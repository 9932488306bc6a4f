//! Test helpers: build AppState and router for integration tests.
//!
//! Every test app gets its own temporary upload root, so tests can run in
//! parallel and inspect the directories they wrote to.

pub mod fixtures;

use axum_test::TestServer;
use bizdesk_api::setup::{routes, storage};
use bizdesk_api::state::AppState;
use bizdesk_core::{BaseConfig, CategoryTable, Config, UploadLimits, UploadServiceConfig};
use bizdesk_storage::Storage;
use std::path::{Path, PathBuf};
use std::sync::Arc;
use tempfile::TempDir;

/// Bearer token accepted by test apps.
pub const TEST_TOKEN: &str = "test-token-3f9c2a7be14d4c0a9e61b2d8f07c5a13";

/// Test application: server plus the upload root it writes into.
pub struct TestApp {
    pub server: TestServer,
    pub root: PathBuf,
    pub _temp_dir: TempDir,
}

impl TestApp {
    pub fn client(&self) -> &TestServer {
        &self.server
    }

    /// Number of files in a category directory.
    pub fn stored_count(&self, directory: &str) -> usize {
        count_entries(&self.root.join(directory))
    }

    pub fn staging_count(&self) -> usize {
        count_entries(&self.root.join(".staging"))
    }
}

pub fn count_entries(dir: &Path) -> usize {
    std::fs::read_dir(dir)
        .map(|entries| entries.count())
        .unwrap_or(0)
}

pub fn bearer() -> String {
    format!("Bearer {}", TEST_TOKEN)
}

pub fn test_config(root: &Path, limits: UploadLimits) -> Config {
    let request_body_limit_bytes = limits.default_body_limit(10);
    Config(Box::new(UploadServiceConfig {
        base: BaseConfig {
            server_port: 0,
            cors_origins: vec!["*".to_string()],
            environment: "test".to_string(),
        },
        upload_root: root.to_path_buf(),
        public_url_prefix: "/uploads".to_string(),
        route_prefix: "/api/upload".to_string(),
        limits,
        max_files_per_request: 10,
        upload_timeout_secs: 30,
        request_body_limit_bytes,
        auth_tokens: vec![TEST_TOKEN.to_string()],
    }))
}

/// Setup test app with default ceilings and local storage in a temp dir.
pub async fn setup_test_app() -> TestApp {
    setup_test_app_with_limits(UploadLimits::default()).await
}

pub async fn setup_test_app_with_limits(limits: UploadLimits) -> TestApp {
    let temp_dir = tempfile::tempdir().expect("Failed to create temp dir");
    let config = test_config(temp_dir.path(), limits);

    let (categories, storage) = storage::setup_storage(&config)
        .await
        .expect("Failed to set up storage");
    let root = storage.root().to_path_buf();

    let server = build_server(config, categories, storage).await;

    TestApp {
        server,
        root,
        _temp_dir: temp_dir,
    }
}

/// Test app backed by a custom storage implementation.
pub async fn setup_test_app_with_storage(storage: Arc<dyn Storage>) -> TestServer {
    let config = test_config(storage.root(), UploadLimits::default());
    let categories = CategoryTable::new(config.limits()).expect("Invalid limits");
    build_server(config, categories, storage).await
}

async fn build_server(
    config: Config,
    categories: CategoryTable,
    storage: Arc<dyn Storage>,
) -> TestServer {
    let state = Arc::new(AppState::new(config.clone(), categories, storage));
    let app = routes::setup_routes(&config, state)
        .await
        .expect("Failed to build router");

    TestServer::new(app.into_make_service()).expect("Failed to create test server")
}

---

EXERCISE DIRECTIONS —
What you output must be the lines from the opening of the material above up to and including the line with "pub const TEST_TOKEN: &str", reproduced exactly.

EXERCISE RESULT —
repository 9932488306bc6a4f
//! Test helpers: build AppState and router for integration tests.
//!
//! Every test app gets its own temporary upload root, so tests can run in
//! parallel and inspect the directories they wrote to.

pub mod fixtures;

use axum_test::TestServer;
use bizdesk_api::setup::{routes, storage};
use bizdesk_api::state::AppState;
use bizdesk_core::{BaseConfig, CategoryTable, Config, UploadLimits, UploadServiceConfig};
use bizdesk_storage::Storage;
use std::path::{Path, PathBuf};
use std::sync::Arc;
use tempfile::TempDir;

/// Bearer token accepted by test apps.
pub const TEST_TOKEN: &str = "test-token-3f9c2a7be14d4c0a9e61b2d8f07c5a13";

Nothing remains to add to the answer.